*THE TASK*
Repeat the listing below in full, exactly as it stands.

*AVAILABLE DATA*
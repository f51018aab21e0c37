use axum::{
    routing::{delete, get, post},
    Router,
};
use std::sync::Arc;
use tower_http::trace::TraceLayer;
use tracing_subscriber::EnvFilter;

use crate::auth::sessions::SessionStore;
use crate::auth::tokens::TokenAuth;
use crate::config::AppConfig;
use crate::live::LiveChannels;
use crate::repos::MusterRepo;

#[derive(Clone)]
pub struct AppState {
    pub config: AppConfig,
    pub repo: Arc<dyn MusterRepo>,
    pub sessions: Arc<SessionStore>,
    pub tokens: TokenAuth,
    pub live: Arc<LiveChannels>,
}

impl AppState {
    pub fn new(config: AppConfig, repo: Arc<dyn MusterRepo>) -> Self {
        let sessions = Arc::new(SessionStore::new(config.auth.session_timeout_secs));
        let tokens = TokenAuth::new(repo.clone());
        let live = Arc::new(LiveChannels::new(config.stream.channel_capacity));
        Self {
            config,
            repo,
            sessions,
            tokens,
            live,
        }
    }
}

pub async fn run() -> anyhow::Result<()> {
    // logging
    let _ = tracing_subscriber::fmt()
        .with_env_filter(EnvFilter::from_default_env())
        .try_init();

    // Load configuration
    let config = AppConfig::load()?;

    // Initialize DB pool and run migrations eagerly on startup
    let pool = crate::db::make_pool(&config.db.url)?;
    {
        let mut conn = pool.get()?;
        crate::db::run_migrations(&mut conn)?;
    }

    let repo: Arc<dyn MusterRepo> = crate::repos::sqlite::SqliteMusterRepo::new(pool);
    let state = AppState::new(config.clone(), repo);

    let app = build_router(state);

    let addr = config.server.bind_addr.clone();
    tracing::info!(%addr, "listening");
    // Axum 0.8 uses hyper directly for serving
    let listener = tokio::net::TcpListener::bind(&addr).await?;
    axum::serve(listener, app).await?;
    Ok(())
}

pub fn build_router(state: AppState) -> Router {
    Router::new()
        .route("/healthz", get(|| async { "ok" }))
        // member kiosk
        .route("/b/{slug}/login", post(crate::web::handlers::auth::pin_login))
        .route("/b/{slug}/logout", post(crate::web::handlers::auth::pin_logout))
        .route("/b/{slug}/callout", get(crate::web::handlers::attendance::active_callout))
        .route("/b/{slug}/attendance", post(crate::web::handlers::attendance::pin_mark))
        .route(
            "/b/{slug}/callouts/{id}/stream",
            get(crate::web::handlers::stream::callout_stream),
        )
        // brigade admin
        .route("/b/{slug}/admin/login", post(crate::web::handlers::auth::admin_login))
        .route("/b/{slug}/admin/logout", post(crate::web::handlers::auth::admin_logout))
        .route(
            "/b/{slug}/admin/members",
            get(crate::web::handlers::members::list_members)
                .post(crate::web::handlers::members::create_member),
        )
        .route(
            "/b/{slug}/admin/members/{id}",
            delete(crate::web::handlers::members::deactivate_member),
        )
        .route(
            "/b/{slug}/admin/callouts",
            get(crate::web::handlers::callouts::list_callouts)
                .post(crate::web::handlers::callouts::create_callout),
        )
        .route(
            "/b/{slug}/admin/callouts/{id}/submit",
            post(crate::web::handlers::callouts::submit_callout),
        )
        .route(
            "/b/{slug}/admin/callouts/{id}/lock",
            post(crate::web::handlers::callouts::lock_callout),
        )
        .route(
            "/b/{slug}/admin/callouts/{id}/attendance",
            post(crate::web::handlers::attendance::admin_mark),
        )
        .route(
            "/b/{slug}/admin/tokens",
            get(crate::web::handlers::tokens::list_tokens)
                .post(crate::web::handlers::tokens::create_token),
        )
        .route(
            "/b/{slug}/admin/tokens/{id}",
            delete(crate::web::handlers::tokens::revoke_token),
        )
        .route("/b/{slug}/admin/audit", get(crate::web::handlers::tokens::list_audit))
        // super admin
        .route("/admin/login", post(crate::web::handlers::auth::super_login))
        .route("/admin/logout", post(crate::web::handlers::auth::super_logout))
        .route(
            "/admin/brigades",
            get(crate::web::handlers::brigades::list_brigades)
                .post(crate::web::handlers::brigades::create_brigade),
        )
        // bearer token API
        .route(
            "/api/{slug}/musters",
            get(crate::web::handlers::api::list_musters)
                .post(crate::web::handlers::api::create_muster),
        )
        .route(
            "/api/{slug}/musters/{id}/attendance",
            get(crate::web::handlers::api::get_attendance)
                .post(crate::web::handlers::api::create_attendance),
        )
        .with_state(state)
        .layer(TraceLayer::new_for_http())
}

*RESPONSE TO THIS TASK*
repository f51018aab21e0c37
use axum::{
    routing::{delete, get, post},
    Router,
};
use std::sync::Arc;
use tower_http::trace::TraceLayer;
use tracing_subscriber::EnvFilter;

use crate::auth::sessions::SessionStore;
use crate::auth::tokens::TokenAuth;
use crate::config::AppConfig;
use crate::live::LiveChannels;
use crate::repos::MusterRepo;

#[derive(Clone)]
pub struct AppState {
    pub config: AppConfig,
    pub repo: Arc<dyn MusterRepo>,
    pub sessions: Arc<SessionStore>,
    pub tokens: TokenAuth,
    pub live: Arc<LiveChannels>,
}

impl AppState {
    pub fn new(config: AppConfig, repo: Arc<dyn MusterRepo>) -> Self {
        let sessions = Arc::new(SessionStore::new(config.auth.session_timeout_secs));
        let tokens = TokenAuth::new(repo.clone());
        let live = Arc::new(LiveChannels::new(config.stream.channel_capacity));
        Self {
            config,
            repo,
            sessions,
            tokens,
            live,
        }
    }
}

pub async fn run() -> anyhow::Result<()> {
    // logging
    let _ = tracing_subscriber::fmt()
        .with_env_filter(EnvFilter::from_default_env())
        .try_init();

    // Load configuration
    let config = AppConfig::load()?;

    // Initialize DB pool and run migrations eagerly on startup
    let pool = crate::db::make_pool(&config.db.url)?;
    {
        let mut conn = pool.get()?;
        crate::db::run_migrations(&mut conn)?;
    }

    let repo: Arc<dyn MusterRepo> = crate::repos::sqlite::SqliteMusterRepo::new(pool);
    let state = AppState::new(config.clone(), repo);

    let app = build_router(state);

    let addr = config.server.bind_addr.clone();
    tracing::info!(%addr, "listening");
    // Axum 0.8 uses hyper directly for serving
    let listener = tokio::net::TcpListener::bind(&addr).await?;
    axum::serve(listener, app).await?;
    Ok(())
}

pub fn build_router(state: AppState) -> Router {
    Router::new()
        .route("/healthz", get(|| async { "ok" }))
        // member kiosk
        .route("/b/{slug}/login", post(crate::web::handlers::auth::pin_login))
        .route("/b/{slug}/logout", post(crate::web::handlers::auth::pin_logout))
        .route("/b/{slug}/callout", get(crate::web::handlers::attendance::active_callout))
        .route("/b/{slug}/attendance", post(crate::web::handlers::attendance::pin_mark))
        .route(
            "/b/{slug}/callouts/{id}/stream",
            get(crate::web::handlers::stream::callout_stream),
        )
        // brigade admin
        .route("/b/{slug}/admin/login", post(crate::web::handlers::auth::admin_login))
        .route("/b/{slug}/admin/logout", post(crate::web::handlers::auth::admin_logout))
        .route(
            "/b/{slug}/admin/members",
            get(crate::web::handlers::members::list_members)
                .post(crate::web::handlers::members::create_member),
        )
        .route(
            "/b/{slug}/admin/members/{id}",
            delete(crate::web::handlers::members::deactivate_member),
        )
        .route(
            "/b/{slug}/admin/callouts",
            get(crate::web::handlers::callouts::list_callouts)
                .post(crate::web::handlers::callouts::create_callout),
        )
        .route(
            "/b/{slug}/admin/callouts/{id}/submit",
            post(crate::web::handlers::callouts::submit_callout),
        )
        .route(
            "/b/{slug}/admin/callouts/{id}/lock",
            post(crate::web::handlers::callouts::lock_callout),
        )
        .route(
            "/b/{slug}/admin/callouts/{id}/attendance",
            post(crate::web::handlers::attendance::admin_mark),
        )
        .route(
            "/b/{slug}/admin/tokens",
            get(crate::web::handlers::tokens::list_tokens)
                .post(crate::web::handlers::tokens::create_token),
        )
        .route(
            "/b/{slug}/admin/tokens/{id}",
            delete(crate::web::handlers::tokens::revoke_token),
        )
        .route("/b/{slug}/admin/audit", get(crate::web::handlers::tokens::list_audit))
        // super admin
        .route("/admin/login", post(crate::web::handlers::auth::super_login))
        .route("/admin/logout", post(crate::web::handlers::auth::super_logout))
        .route(
            "/admin/brigades",
            get(crate::web::handlers::brigades::list_brigades)
                .post(crate::web::handlers::brigades::create_brigade),
        )
        // bearer token API
        .route(
            "/api/{slug}/musters",
            get(crate::web::handlers::api::list_musters)
                .post(crate::web::handlers::api::create_muster),
        )
        .route(
            "/api/{slug}/musters/{id}/attendance",
            get(crate::web::handlers::api::get_attendance)
                .post(crate::web::handlers::api::create_attendance),
        )
        .with_state(state)
        .layer(TraceLayer::new_for_http())
}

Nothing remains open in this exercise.